Next, we test the model on our test set to see its effectiveness on new data. Overall, it is relatively accurate: the average percentage error is 7.1%. However, the mean absolute error is $ 351,281, which is concerning as the average price in the test set is $ 689,606. This may be because our model is less accurate for expensive houses, as the absolute errors for them is higher at a given percentage error. Indeed, in Figure 5.1 and 5.2, absolute error is higher for homes with high observed prices, but percent error is consistently low, at less than 10%.

Is our model generalizable?

In addition to accuracy, generalizability is important for our model to be effective. To do this, we run a K-folds test to test the model on different segments of our test set.

We see in Table 3 that Fold75, one of the 100 partitioned segments of our test data, has an adjusted R-squared of 0.78 and a mean average error of $350,348.9. While the R^2 is high, the error is more than half of the average predicted price across all folds. These results are similar to the results for our training, which suggests strong generalizability across groups.

Table 3: Regression Results of One Test Set
MAE Resample RMSE Rsquared
583276.876702664 Fold075 1115646.16109935 0.949388154026353

Do errors cluster spatially?

One way to investigate the reason for the model’s inconsistency is to look at how it treats houses across space.


In Figure 7.1, we can see that residuals are evenly distributed spatially. This suggests that the low generalizability of the data is not due to spatial processes, but other factors.

To see more clearly the effect of spatial processes on our errors, we can look at spatial lags, or the clustering of prices and errors. In Figure 8.1, we can see that neighboring houses’ price estimate errors do not increase in the same way with sale price. This again tells us that most of our errors are not spatial in nature.

Finally, we can use a Moran’s I test to gain further insight into the spatial autocorrelation of our model errors. If our model errors are not influenced by spatial processes, we should see a Moran’s I of 0. Our Moran’s I value is less than 0.2, which confirms that we have very minimal spatial clustering of errors.

Accounting for neighborhood variance

We now add neighborhood as a feature in our model to account for the differences in sale price across neighborhoods. Table 4 tells us that when we account for neighborhood effects, we actually slightly increase the absolute error but we decrease the absolute percentage error. This may mean that the neighborhood model works best for lower priced homes, and that it increased the error in expensive ones. It also tells us that our Baseline model already accounted for spatial disparities through our use of open data features.

#Check accuracy
Table 4: Neighborhood Effect on Error
Regression SalePrice.AbsError SalePrice.APE
Baseline Regression 379308.8 0.9352236
Neighborhood Effects 377438.1 0.9184490

In Figure 10.1, we can see the effect of neighborhood model on the accuracy of our predictions.

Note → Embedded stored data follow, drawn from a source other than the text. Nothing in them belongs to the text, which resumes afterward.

//! In-memory registry of timed habit sessions.
//!
//! At most one session per user. The registry only counts down; it never
//! touches the store. Whoever observes `TickOutcome::Elapsed` owns the
//! completion (the entry is removed in the same step, so exactly one caller
//! can observe it).
//!
//! ```text
//! (none) --start--> Running --tick*--> Elapsed --> (none)
//!                      |
//!                      +--cancel--> (none)
//! ```

use dashmap::DashMap;
use dashmap::mapref::entry::Entry;
use serde::Serialize;
use std::sync::atomic::{AtomicU64, Ordering};
use tokio::task::AbortHandle;

use super::DomainError;

/// A running session. The countdown handle is only set when a driver task
/// was spawned for it.
#[derive(Debug)]
struct ActiveSession {
    session_id: u64,
    habit_id: String,
    remaining_secs: u64,
    countdown: Option<AbortHandle>,
}

impl ActiveSession {
    fn snapshot(&self) -> SessionSnapshot {
        SessionSnapshot {
            session_id: self.session_id,
            habit_id: self.habit_id.clone(),
            remaining_secs: self.remaining_secs,
        }
    }

    fn stop_countdown(&mut self) {
        if let Some(handle) = self.countdown.take() {
            handle.abort();
        }
    }
}

/// Public view of a running session
#[derive(Debug, Clone, PartialEq, Eq, Serialize)]
pub struct SessionSnapshot {
    #[serde(skip)]
    pub session_id: u64,
    pub habit_id: String,
    pub remaining_secs: u64,
}

#[derive(Debug, Clone, PartialEq, Eq)]
pub enum TickOutcome {
    /// Still counting down
    Running { remaining_secs: u64 },
    /// Reached zero. The session is gone; the habit must now be completed.
    Elapsed { habit_id: String },
    /// Nothing to tick (no session, or a different session than expected)
    Idle,
}

/// Published after a countdown-driven completion so listeners can refetch.
#[derive(Debug, Clone, Serialize)]
#[serde(tag = "type", rename_all = "snake_case")]
pub enum SessionEvent {
    Completed {
        user_id: String,
        habit_id: String,
        streak: i32,
        coins_awarded: i64,
    },
    CompletionFailed {
        user_id: String,
        habit_id: String,
        reason: String,
    },
}

#[derive(Debug, Default)]
pub struct SessionRegistry {
    sessions: DashMap<String, ActiveSession>,
    next_id: AtomicU64,
}

impl SessionRegistry {
    pub fn new() -> Self {
        Self::default()
    }

    /// Open a session of `duration_minutes` for `user_id`.
    ///
    /// Rejected when the user already has one; the running session is left
    /// exactly as it was.
    pub fn start(
        &self,
        user_id: &str,
        habit_id: &str,
        duration_minutes: i32,
    ) -> Result<SessionSnapshot, DomainError> {
        if duration_minutes <= 0 {
            return Err(DomainError::Validation(
                "Duration must be greater than zero".to_string(),
            ));
        }

        match self.sessions.entry(user_id.to_string()) {
            Entry::Occupied(existing) => Err(DomainError::SessionAlreadyActive {
                habit_id: existing.get().habit_id.clone(),
            }),
            Entry::Vacant(slot) => {
                let session = ActiveSession {
                    session_id: self.next_id.fetch_add(1, Ordering::Relaxed) + 1,
                    habit_id: habit_id.to_string(),
                    remaining_secs: duration_minutes as u64 * 60,
                    countdown: None,
                };
                let snapshot = session.snapshot();
                slot.insert(session);
                Ok(snapshot)
            }
        }
    }

    /// Attach the driver task of `session_id`. Any older handle is aborted
    /// first. Returns false when the session is already gone, in which case
    /// the driver finds nothing to tick and exits by itself.
    pub fn attach_countdown(&self, user_id: &str, session_id: u64, handle: AbortHandle) -> bool {
        match self.sessions.get_mut(user_id) {
            Some(mut session) if session.session_id == session_id => {
                session.stop_countdown();
                session.countdown = Some(handle);
                true
            }
            _ => false,
        }
    }

    /// Advance the user's session by one second.
    ///
    /// With `only_session`, a different (newer) session is left alone; the
    /// countdown driver uses this so it never ticks a session it did not
    /// start.
    pub fn tick(&self, user_id: &str, only_session: Option<u64>) -> TickOutcome {
        let (session_id, remaining) = {
            let Some(mut session) = self.sessions.get_mut(user_id) else {
                return TickOutcome::Idle;
            };
            if only_session.is_some_and(|id| id != session.session_id) {
                return TickOutcome::Idle;
            }
            session.remaining_secs = session.remaining_secs.saturating_sub(1);
            (session.session_id, session.remaining_secs)
        };

        if remaining > 0 {
            return TickOutcome::Running {
                remaining_secs: remaining,
            };
        }

        // The elapsed entry is removed without aborting its driver: the
        // driver may be the caller, and it exits on its own.
        match self
            .sessions
            .remove_if(user_id, |_, s| s.session_id == session_id)
        {
            Some((_, session)) => TickOutcome::Elapsed {
                habit_id: session.habit_id,
            },
            None => TickOutcome::Idle,
        }
    }

    /// Stop and forget the user's session
    pub fn cancel(&self, user_id: &str) -> Result<SessionSnapshot, DomainError> {
        let (_, mut session) = self
            .sessions
            .remove(user_id)
            .ok_or(DomainError::NoActiveSession)?;
        session.stop_countdown();
        Ok(session.snapshot())
    }

    /// Cancel the user's session only if it targets `habit_id`
    pub fn cancel_for_habit(&self, user_id: &str, habit_id: &str) -> bool {
        match self.sessions.remove_if(user_id, |_, s| s.habit_id == habit_id) {
            Some((_, mut session)) => {
                session.stop_countdown();
                true
            }
            None => false,
        }
    }

    pub fn snapshot(&self, user_id: &str) -> Option<SessionSnapshot> {
        self.sessions.get(user_id).map(|s| s.snapshot())
    }

    pub fn active_count(&self) -> usize {
        self.sessions.len()
    }
}

#[cfg(test)]
mod tests {
    use super::*;

    #[test]
    fn second_start_is_rejected_and_keeps_remaining_time() {
        let registry = SessionRegistry::new();
        registry.start("u1", "h1", 1).unwrap();
        registry.tick("u1", None);

        let err = registry.start("u1", "h2", 5).unwrap_err();
        assert!(matches!(err, DomainError::SessionAlreadyActive { .. }));

        let current = registry.snapshot("u1").unwrap();
        assert_eq!(current.habit_id, "h1");
        assert_eq!(current.remaining_secs, 59);
    }

    #[test]
    fn elapses_exactly_once() {
        let registry = SessionRegistry::new();
        registry.start("u1", "h1", 1).unwrap();

        for expected in (1..60).rev() {
            assert_eq!(
                registry.tick("u1", None),
                TickOutcome::Running {
                    remaining_secs: expected
                }
            );
        }
        assert_eq!(
            registry.tick("u1", None),
            TickOutcome::Elapsed {
                habit_id: "h1".to_string()
            }
        );
        assert_eq!(registry.tick("u1", None), TickOutcome::Idle);
        assert!(registry.snapshot("u1").is_none());
    }

    #[test]
    fn cancel_without_session_fails() {
        let registry = SessionRegistry::new();
        assert!(matches!(
            registry.cancel("u1"),
            Err(DomainError::NoActiveSession)
        ));
    }

    #[test]
    fn filtered_tick_ignores_newer_session() {
        let registry = SessionRegistry::new();
        let first = registry.start("u1", "h1", 1).unwrap();
        registry.cancel("u1").unwrap();
        registry.start("u1", "h2", 1).unwrap();

        assert_eq!(registry.tick("u1", Some(first.session_id)), TickOutcome::Idle);
        assert_eq!(registry.snapshot("u1").unwrap().remaining_secs, 60);
    }

    #[test]
    fn sessions_are_per_user() {
        let registry = SessionRegistry::new();
        registry.start("u1", "h1", 1).unwrap();
        registry.start("u2", "h9", 2).unwrap();
        assert_eq!(registry.active_count(), 2);

        assert!(!registry.cancel_for_habit("u1", "h9"));
        assert!(registry.cancel_for_habit("u2", "h9"));
        assert_eq!(registry.active_count(), 1);
    }

    #[test]
    fn zero_duration_is_rejected() {
        let registry = SessionRegistry::new();
        assert!(matches!(
            registry.start("u1", "h1", 0),
            Err(DomainError::Validation(_))
        ));
    }
}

As suspected, the neighborhood model fits the data only marginally better. For some of the higher priced homes, however, it appears that adding neighborhood as a feature causes an overestimation of price. This may be due to variations within neighborhoods.

Finally, Figure 11.1 shows the prices that we predicted for the set of 3503 Miami area homes. As we saw with the known home sale prices, our predicted prices are highest close to the shoreline and on Miami Beach.

In Figure 12.1, we can see the spatial distribution of our errors. Overall, it appears that mean average percentage error is lower in Miami Beach, where sale prices are higher. It is highest in the center of Miami, and relatively low on the Miami shoreline. This suggests that our errors were smaller in neighborhoods with higher observed sale prices.

Figure 13.1 confirms this trend. We can see clearly that with one exception, neighborhoods with lower mean prices have higher mean average percentage errors.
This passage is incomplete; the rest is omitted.